Exercise prompt: From the top of the records below, return each line exactly, ending with the line that contains "return Err(coordinator".

Saved data entries:
........
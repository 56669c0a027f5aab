//! Async driver for the batch coordinator
//!
//! Runs [`BatchLoadCoordinator::tick`] on a tokio interval at the configured
//! poll rate. The coordinator's [`CancelToken`](crate::coordinator::CancelToken)
//! is checked at every wake-up, so another task can abort the batch.

use tokio::time::{interval, Instant, MissedTickBehavior};

use crate::coordinator::{BatchLoadCoordinator, BatchPhase};
use crate::error::{SceneError, SceneResult};

/// Tick the coordinator until its batch completes or is aborted
///
/// Returns `Ok` immediately if no batch is active, whatever the outcome of
/// an earlier batch was.
pub async fn drive(coordinator: &mut BatchLoadCoordinator) -> SceneResult<()> {
    if !coordinator.is_active() {
        return Ok(());
    }

    let mut ticker = interval(coordinator.config().poll_interval());
    ticker.set_missed_tick_behavior(MissedTickBehavior::Delay);
    let mut last = Instant::now();

    loop {
        let phase = {
            let now = Instant::now();
            let dt = now - last;
            last = now;
            coordinator.tick(dt)
        };

        match phase {
            BatchPhase::Failed => {
                return Err(coordinator
                    .last_error()
                    .cloned()
                    .unwrap_or(SceneError::Cancelled));
            }
            BatchPhase::Idle | BatchPhase::Complete => return Ok(()),
            _ => {}
        }

        ticker.tick().await;
    }
}
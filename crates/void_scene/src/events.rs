//! Lifecycle notifications raised by loaders and the batch coordinator

use crate::error::SceneError;

/// Notifications from a [`UnitLoader`](crate::loader::UnitLoader)
#[derive(Debug, Clone, PartialEq)]
pub enum UnitEvent {
    /// The unit finished loading
    Loaded { unit: String },
    /// The unit became the active unit
    Activated { unit: String },
    /// The unit was unloaded
    Unloaded { unit: String },
    /// The host gave up on a load or unload
    Failed { unit: String },
}

impl UnitEvent {
    pub fn unit(&self) -> &str {
        match self {
            Self::Loaded { unit }
            | Self::Activated { unit }
            | Self::Unloaded { unit }
            | Self::Failed { unit } => unit,
        }
    }
}

/// Notifications from a [`BatchLoadCoordinator`](crate::coordinator::BatchLoadCoordinator)
#[derive(Debug, Clone, PartialEq)]
pub enum BatchEvent {
    /// Loading indicator visibility changed
    Indicator { visible: bool },
    /// A batch was submitted
    Started { units: Vec<String> },
    /// Aggregate progress sample, normalized to [0, 1]
    Progress { normalized: f32 },
    /// Every member was activated and the settle delays elapsed
    Completed,
    /// The batch was aborted
    Failed { error: SceneError },
}
impl UnitLoader {
    /// Create a loader from configuration
    pub fn new(config: UnitLoaderConfig) -> Self {
        Self {
            config,
            load: Tracked::default(),
            unload: Tracked::default(),
            events: Signal::new(),
        }
    }

    /// Create a loader for a unit with default options
    pub fn for_unit(unit: LoadUnit) -> Self {
        Self::new(UnitLoaderConfig::new(unit))
    }

    pub fn config(&self) -> &UnitLoaderConfig {
        &self.config
    }

    pub fn unit(&self) -> Option<&LoadUnit> {
        self.config.unit.as_ref()
    }

    /// Subscribe to lifecycle notifications
    pub fn subscribe<F>(&mut self, handler: F) -> SubscriberId
    where
        F: Fn(&UnitEvent) + Send + Sync + 'static,
    {
        self.events.subscribe(handler)
    }

    pub fn unsubscribe(&mut self, id: SubscriberId) -> bool {
        self.events.unsubscribe(id)
    }

    /// The tracked load, if one is in flight
    pub fn load_operation(&self) -> Option<&OperationHandle> {
        self.load.operation.as_ref()
    }

    /// The tracked unload, if one is in flight
    pub fn unload_operation(&self) -> Option<&OperationHandle> {
        self.unload.operation.as_ref()
    }

    pub fn is_loading(&self) -> bool {
        self.load.operation.is_some()
    }

    /// Whether the load completion listener is armed
    pub fn is_listening_for_load(&self) -> bool {
        self.load.listening
    }

    /// Run start-of-life work: preloads when `preload_on_start` is set
    pub fn start<H: SceneHost + ?Sized>(&mut self, host: &mut H) {
        if self.config.preload_on_start {
            self.preload_async(host);
        }
    }

    fn valid_unit<H: SceneHost + ?Sized>(&self, host: &H) -> Option<LoadUnit> {
        match &self.config.unit {
            Some(unit) if unit.is_valid(host) => Some(unit.clone()),
            other => {
                log::debug!("Skipping request for invalid unit: {:?}", other);
                None
            }
        }
    }

    /// Load the unit with activation allowed. Completion arrives through the
    /// host broadcast. No-op for an invalid unit.
    ///
    /// With a load already in flight nothing is submitted; the existing load
    /// is polled as in [`UnitLoader::load_async`].
    pub fn load<H: SceneHost + ?Sized>(&mut self, host: &mut H) {
        let Some(unit) = self.valid_unit(&*host) else {
            return;
        };
        if let Some(op) = self.in_flight_load() {
            self.release_if_ready(&op);
            return;
        }

        log::debug!("Loading {}", unit);
        let op = host.submit_load(&unit.identifier, unit.mode);
        self.load.operation = Some(op);
    }

    /// Start a tracked load, or poll the one already in flight.
    ///
    /// With nothing in flight this submits a load with the given activation
    /// flag and arms one completion listener. With a load in flight it never
    /// submits again: once that load has reached the activation threshold,
    /// activation is allowed and the listener is disarmed, handing the
    /// completion report to the host broadcast. Call it once per frame to
    /// implement "press any key to continue".
    ///
    /// Returns the in-flight operation, or `None` for an invalid unit. A
    /// loader configured with `use_coordinator` only loads through
    /// [`UnitLoader::load_routed`] and returns `None` here.
    pub fn load_async<H: SceneHost + ?Sized>(
        &mut self,
        host: &mut H,
        allow_activation: bool,
    ) -> Option<OperationHandle> {
        if self.config.use_coordinator {
            log::warn!(
                "{} loads through the batch coordinator, use load_routed",
                self.unit_name()
            );
            return None;
        }
        self.load_direct(host, allow_activation)
    }

    /// Load through `coordinator` when `use_coordinator` is set, otherwise
    /// the same as [`UnitLoader::load_async`]
    ///
    /// Returns the operation the load is running under.
    pub fn load_routed<H: SceneHost + ?Sized>(
        &mut self,
        coordinator: &mut BatchLoadCoordinator,
        host: &mut H,
        allow_activation: bool,
    ) -> SceneResult<Option<OperationHandle>> {
        if !self.config.use_coordinator {
            return Ok(self.load_direct(host, allow_activation));
        }
        self.load_batched(coordinator, host)?;
        Ok(coordinator.state().operations.first().cloned())
    }

    fn load_direct<H: SceneHost + ?Sized>(
        &mut self,
        host: &mut H,
        allow_activation: bool,
    ) -> Option<OperationHandle> {
        let unit = self.valid_unit(&*host)?;

        if let Some(op) = self.in_flight_load() {
            self.release_if_ready(&op);
            return Some(op);
        }

        self.load.disarm();
        let op = host.submit_load(&unit.identifier, unit.mode);
        op.set_allow_activation(allow_activation);
        log::debug!(
            "Submitted {} for {} (activation {})",
            op.id(),
            unit,
            if allow_activation { "allowed" } else { "held" }
        );
        self.load.arm(op.clone());
        Some(op)
    }

    /// Load with activation held, unless a load is already tracked
    pub fn preload_async<H: SceneHost + ?Sized>(&mut self, host: &mut H) -> Option<OperationHandle> {
        if self.in_flight_load().is_some() {
            return None;
        }
        self.load_direct(host, false)
    }

    /// Route the load through a batch coordinator as a one-unit batch
    pub fn load_batched<H: SceneHost + ?Sized>(
        &self,
        coordinator: &mut BatchLoadCoordinator,
        host: &mut H,
    ) -> SceneResult<()> {
        let unit = self
            .valid_unit(&*host)
            .ok_or_else(|| SceneError::InvalidUnit(self.unit_name().to_string()))?;
        coordinator.start(std::slice::from_ref(&unit), host).map(|_| ())
    }

    /// Unload the unit. Completion arrives through the host broadcast.
    pub fn unload<H: SceneHost + ?Sized>(&mut self, host: &mut H) {
        if let Some(unit) = self.valid_unit(&*host) {
            if host.submit_unload(&unit.identifier).is_none() {
                log::debug!("{} is not loaded, nothing to unload", unit.identifier);
            }
        }
    }

    /// Start a tracked unload, or return the one already in flight
    pub fn unload_async<H: SceneHost + ?Sized>(&mut self, host: &mut H) -> Option<OperationHandle> {
        if let Some(op) = &self.unload.operation {
            return Some(op.clone());
        }
        let unit = self.valid_unit(&*host)?;

        self.unload.disarm();
        let op = host.submit_unload(&unit.identifier)?;
        log::debug!("Submitted {} to unload {}", op.id(), unit.identifier);
        self.unload.arm(op.clone());
        Some(op)
    }

    /// Make the unit the host's active unit
    ///
    /// Fails with [`SceneError::NoActiveInstance`] if the unit is not loaded;
    /// the host is not touched in that case.
    pub fn set_active<H: SceneHost + ?Sized>(&mut self, host: &mut H) -> SceneResult<()> {
        let name = self.unit_name().to_string();
        let instance = host
            .unit_by_name(&name)
            .ok_or_else(|| SceneError::NoActiveInstance(name.clone()))?;

        host.set_active_unit(&instance);
        self.events.emit(&UnitEvent::Activated { unit: name });
        Ok(())
    }

    /// Reload whatever unit is active, in `Single` mode
    ///
    /// Shares the loader's single load slot: with a load in flight that load
    /// is polled and returned instead.
    pub fn restart_current_unit<H: SceneHost + ?Sized>(&mut self, host: &mut H) -> Option<OperationHandle> {
        if let Some(op) = self.in_flight_load() {
            self.release_if_ready(&op);
            return Some(op);
        }
        let Some(active) = host.active_unit() else {
            log::warn!("No active unit to restart");
            return None;
        };
        log::debug!("Restarting {}", active.name);
        let op = host.submit_load(&active.name, LoadMode::Single);
        self.load.operation = Some(op.clone());
        Some(op)
    }

    /// Unload whatever unit is active
    pub fn unload_current_unit<H: SceneHost + ?Sized>(&mut self, host: &mut H) -> Option<OperationHandle> {
        let active = host.active_unit()?;
        host.submit_unload(&active.name)
    }

    /// Poll tracked operations and report completions
    pub fn update(&mut self) {
        self.update_load();
        self.update_unload();
    }

    fn update_load(&mut self) {
        if let Some(op) = self.load.operation.clone() {
            if op.is_failed() {
                self.load.disarm();
                self.load.operation = None;
                log::warn!("Load of {} failed", op.unit());
                self.events.emit(&UnitEvent::Failed { unit: op.unit().to_string() });
            } else if op.is_done() {
                let listening = self.load.listening;
                self.load.disarm();
                self.load.operation = None;
                if listening {
                    self.notify_loaded(op.unit().to_string(), Some(op.id()));
                }
            }
        }
    }

    fn update_unload(&mut self) {
        if let Some(op) = self.unload.operation.clone() {
            if op.is_finished() {
                let listening = self.unload.listening;
                self.unload.disarm();
                self.unload.operation = None;
                if op.is_failed() {
                    log::warn!("Unload of {} failed", op.unit());
                    self.events.emit(&UnitEvent::Failed { unit: op.unit().to_string() });
                } else if listening {
                    self.notify_unloaded(op.unit().to_string(), Some(op.id()));
                }
            }
        }
    }

    /// Feed a host broadcast to the loader
    pub fn handle_host_event(&mut self, event: &HostEvent) {
        if event.unit() != self.unit_name() {
            return;
        }

        match event {
            HostEvent::UnitLoaded { unit, operation, .. } => {
                if !self.load.is_listening_for(*operation) {
                    self.notify_loaded(unit.clone(), *operation);
                }
            }
            HostEvent::UnitUnloaded { unit, operation } => {
                if !self.unload.is_listening_for(*operation) {
                    self.notify_unloaded(unit.clone(), *operation);
                }
            }
            HostEvent::ActiveUnitChanged { .. } => {}
        }
    }

    /// Drop both listeners. Call before discarding the loader.
    pub fn teardown(&mut self) {
        self.load.disarm();
        self.unload.disarm();
        self.load.operation = None;
        self.unload.operation = None;
    }

    /// Tracked load that has not finished yet. Finished loads are reaped
    /// first, so their notifications are not lost.
    fn in_flight_load(&mut self) -> Option<OperationHandle> {
        self.update_load();
        self.load.operation.clone()
    }

    /// Release activation on a load that reached the threshold and hand its
    /// completion report to the host broadcast
    fn release_if_ready(&mut self, op: &OperationHandle) {
        if op.progress() >= ACTIVATION_THRESHOLD && !op.allow_activation() {
            log::debug!("{} ready, allowing activation", op.unit());
            op.set_allow_activation(true);
            self.load.listening = false;
        }
    }

    fn unit_name(&self) -> &str {
        self.config
            .unit
            .as_ref()
            .map(|u| u.identifier.as_str())
            .unwrap_or("")
    }

    fn notify_loaded(&mut self, unit: String, operation: Option<OperationId>) {
        if self.load.mark_notified(operation) {
            log::debug!("Unit loaded: {}", unit);
            self.events.emit(&UnitEvent::Loaded { unit });
        }
    }

    fn notify_unloaded(&mut self, unit: String, operation: Option<OperationId>) {
        if self.unload.mark_notified(operation) {
            log::debug!("Unit unloaded: {}", unit);
            self.events.emit(&UnitEvent::Unloaded { unit });
        }
    }
}
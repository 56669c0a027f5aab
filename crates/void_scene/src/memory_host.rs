//! In-process scene host
//!
//! `MemoryHost` simulates content streaming: operations advance by a fixed
//! step each time [`MemoryHost::advance`] is called, loads are held at the
//! activation threshold until activation is allowed, and lifecycle
//! broadcasts are queued until drained. Tools and tests use it in place of
//! the engine's streaming subsystem.

use std::collections::{HashMap, HashSet};

use void_event::EventChannel;

use crate::host::{HostEvent, InstanceId, SceneHost, UnitInstance};
use crate::operation::{OperationHandle, OperationId, OperationKind, ACTIVATION_THRESHOLD};
use crate::unit::LoadMode;

/// Default progress added per [`MemoryHost::advance`]
pub const DEFAULT_STEP: f32 = 0.25;

/// Simulated content-streaming host
#[derive(Debug)]
pub struct MemoryHost {
    /// Units the content index can resolve
    catalog: HashSet<String>,
    /// Loaded units in load order
    loaded: Vec<UnitInstance>,
    /// Foreground unit
    active: Option<String>,
    /// Operations still being worked on
    pending: Vec<OperationHandle>,
    /// Live instances and their owning unit (`None` = persistent)
    instances: HashMap<InstanceId, Option<String>>,
    /// Queued lifecycle broadcasts
    events: EventChannel<HostEvent>,
    /// Progress per advance
    step: f32,
    next_operation: u64,
    next_instance: u64,
    next_slot: u32,
    set_active_calls: u32,
}

impl MemoryHost {
    /// Create a host with an empty catalog
    pub fn new() -> Self {
        Self {
            catalog: HashSet::new(),
            loaded: Vec::new(),
            active: None,
            pending: Vec::new(),
            instances: HashMap::new(),
            events: EventChannel::new(),
            step: DEFAULT_STEP,
            next_operation: 1,
            next_instance: 1,
            next_slot: 0,
            set_active_calls: 0,
        }
    }

    /// Create a host that can resolve the given units
    pub fn with_units<I, S>(units: I) -> Self
    where
        I: IntoIterator<Item = S>,
        S: Into<String>,
    {
        let mut host = Self::new();
        for unit in units {
            host.register_unit(unit);
        }
        host
    }

    /// Set progress added per advance
    pub fn with_step(mut self, step: f32) -> Self {
        self.step = step.clamp(f32::EPSILON, 1.0);
        self
    }

    /// Add a unit to the content index
    pub fn register_unit(&mut self, name: impl Into<String>) {
        self.catalog.insert(name.into());
    }

    /// Mark a unit loaded without going through an operation.
    /// The first loaded unit becomes active.
    pub fn preload_unit(&mut self, name: &str) {
        self.catalog.insert(name.to_string());
        self.push_loaded(name);
        if self.active.is_none() {
            self.active = Some(name.to_string());
        }
    }

    /// Advance every pending operation by one step
    pub fn advance(&mut self) {
        let step = self.step;
        let pending: Vec<OperationHandle> = self.pending.clone();

        for op in &pending {
            if op.is_finished() {
                continue;
            }

            match op.kind() {
                OperationKind::Load => {
                    let cap = if op.allow_activation() { 1.0 } else { ACTIVATION_THRESHOLD };
                    op.report_progress((op.progress() + step).min(cap));
                    if op.allow_activation() && op.progress() >= ACTIVATION_THRESHOLD {
                        op.finish();
                        self.apply_load(op);
                    }
                }
                OperationKind::Unload => {
                    op.report_progress(op.progress() + step);
                    if op.progress() >= 1.0 {
                        op.finish();
                        self.apply_unload(op.unit(), Some(op.id()));
                    }
                }
            }
        }

        self.pending.retain(|op| !op.is_finished());
    }

    /// Advance until nothing is pending or `max_steps` is reached
    pub fn run_until_idle(&mut self, max_steps: usize) -> usize {
        let mut steps = 0;
        while !self.pending.is_empty() && steps < max_steps {
            self.advance();
            steps += 1;
        }
        steps
    }

    /// Fail every pending operation for a unit
    pub fn fail_unit(&mut self, name: &str) {
        for op in self.pending.iter().filter(|op| op.unit() == name) {
            op.fail();
        }
        self.pending.retain(|op| !op.is_finished());
    }

    /// Take all queued broadcasts
    pub fn drain_events(&self) -> Vec<HostEvent> {
        self.events.drain()
    }

    /// Spawn an instance owned by a unit
    pub fn spawn_instance(&mut self, unit: &str) -> InstanceId {
        let id = InstanceId(self.next_instance);
        self.next_instance += 1;
        self.instances.insert(id, Some(unit.to_string()));
        id
    }

    /// Destroy an instance. Returns false if it did not exist.
    pub fn destroy_instance(&mut self, instance: InstanceId) -> bool {
        self.instances.remove(&instance).is_some()
    }

    /// Whether an instance survives unit transitions
    pub fn is_persistent(&self, instance: InstanceId) -> bool {
        matches!(self.instances.get(&instance), Some(None))
    }

    pub fn is_loaded(&self, name: &str) -> bool {
        self.loaded.iter().any(|u| u.name == name)
    }

    /// Names of loaded units in load order
    pub fn loaded_units(&self) -> Vec<String> {
        self.loaded.iter().map(|u| u.name.clone()).collect()
    }

    pub fn pending_operations(&self) -> &[OperationHandle] {
        &self.pending
    }

    /// Number of times `set_active_unit` was called
    pub fn set_active_calls(&self) -> u32 {
        self.set_active_calls
    }

    fn next_operation_id(&mut self) -> OperationId {
        let id = OperationId(self.next_operation);
        self.next_operation += 1;
        id
    }

    fn push_loaded(&mut self, name: &str) {
        self.loaded.push(UnitInstance {
            name: name.to_string(),
            slot: self.next_slot,
        });
        self.next_slot += 1;
    }

    fn change_active(&mut self, current: Option<String>) {
        let previous = std::mem::replace(&mut self.active, current.clone());
        if let Some(current) = current {
            if previous.as_deref() != Some(current.as_str()) {
                self.events.send(HostEvent::ActiveUnitChanged { previous, current });
            }
        }
    }

    fn apply_load(&mut self, op: &OperationHandle) {
        let name = op.unit().to_string();

        if op.mode() == LoadMode::Single {
            let replaced: Vec<String> = self.loaded.drain(..).map(|u| u.name).collect();
            for unit in replaced {
                self.destroy_owned_by(&unit);
                self.events.send(HostEvent::UnitUnloaded { unit, operation: None });
            }
        }

        self.push_loaded(&name);
        self.events.send(HostEvent::UnitLoaded {
            unit: name.clone(),
            mode: op.mode(),
            operation: Some(op.id()),
        });

        if op.mode() == LoadMode::Single || self.active.is_none() {
            self.change_active(Some(name));
        }
    }

    fn apply_unload(&mut self, name: &str, operation: Option<OperationId>) {
        let Some(index) = self.loaded.iter().position(|u| u.name == name) else {
            return;
        };
        self.loaded.remove(index);

        if !self.is_loaded(name) {
            self.destroy_owned_by(name);
        }
        self.events.send(HostEvent::UnitUnloaded {
            unit: name.to_string(),
            operation,
        });

        if self.active.as_deref() == Some(name) && !self.is_loaded(name) {
            let next = self.loaded.first().map(|u| u.name.clone());
            if next.is_none() {
                self.active = None;
            } else {
                self.change_active(next);
            }
        }
    }

    fn destroy_owned_by(&mut self, unit: &str) {
        self.instances
            .retain(|_, owner| owner.as_deref() != Some(unit));
    }
}

impl Default for MemoryHost {
    fn default() -> Self {
        Self::new()
    }
}

impl SceneHost for MemoryHost {
    fn contains_unit(&self, name: &str) -> bool {
        self.catalog.contains(name)
    }

    fn submit_load(&mut self, name: &str, mode: LoadMode) -> OperationHandle {
        let op = OperationHandle::new(self.next_operation_id(), OperationKind::Load, name, mode);
        if self.catalog.contains(name) {
            self.pending.push(op.clone());
        } else {
            op.fail();
        }
        op
    }

    fn submit_unload(&mut self, name: &str) -> Option<OperationHandle> {
        if !self.is_loaded(name) {
            return None;
        }
        let op = OperationHandle::new(self.next_operation_id(), OperationKind::Unload, name, LoadMode::Single);
        self.pending.push(op.clone());
        Some(op)
    }

    fn unit_by_name(&self, name: &str) -> Option<UnitInstance> {
        self.loaded.iter().find(|u| u.name == name).cloned()
    }

    fn active_unit(&self) -> Option<UnitInstance> {
        let active = self.active.as_deref()?;
        self.unit_by_name(active)
    }

    fn set_active_unit(&mut self, unit: &UnitInstance) {
        self.set_active_calls += 1;
        if self.is_loaded(&unit.name) {
            self.change_active(Some(unit.name.clone()));
        }
    }

    fn instance_unit(&self, instance: InstanceId) -> Option<String> {
        self.instances.get(&instance).cloned().flatten()
    }

    fn instance_exists(&self, instance: InstanceId) -> bool {
        self.instances.contains_key(&instance)
    }

    fn move_instance_to_unit(&mut self, instance: InstanceId, unit: &UnitInstance) {
        if let Some(owner) = self.instances.get_mut(&instance) {
            *owner = Some(unit.name.clone());
        }
    }

    fn mark_persistent(&mut self, instance: InstanceId) {
        if let Some(owner) = self.instances.get_mut(&instance) {
            *owner = None;
        }
    }
}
........
Solution below:
repository 56669c0a027f5aab
//! Async driver for the batch coordinator
//!
//! Runs [`BatchLoadCoordinator::tick`] on a tokio interval at the configured
//! poll rate. The coordinator's [`CancelToken`](crate::coordinator::CancelToken)
//! is checked at every wake-up, so another task can abort the batch.

use tokio::time::{interval, Instant, MissedTickBehavior};

use crate::coordinator::{BatchLoadCoordinator, BatchPhase};
use crate::error::{SceneError, SceneResult};

/// Tick the coordinator until its batch completes or is aborted
///
/// Returns `Ok` immediately if no batch is active, whatever the outcome of
/// an earlier batch was.
pub async fn drive(coordinator: &mut BatchLoadCoordinator) -> SceneResult<()> {
    if !coordinator.is_active() {
        return Ok(());
    }

    let mut ticker = interval(coordinator.config().poll_interval());
    ticker.set_missed_tick_behavior(MissedTickBehavior::Delay);
    let mut last = Instant::now();

    loop {
        let phase = {
            let now = Instant::now();
            let dt = now - last;
            last = now;
            coordinator.tick(dt)
        };

        match phase {
            BatchPhase::Failed => {
                return Err(coordinator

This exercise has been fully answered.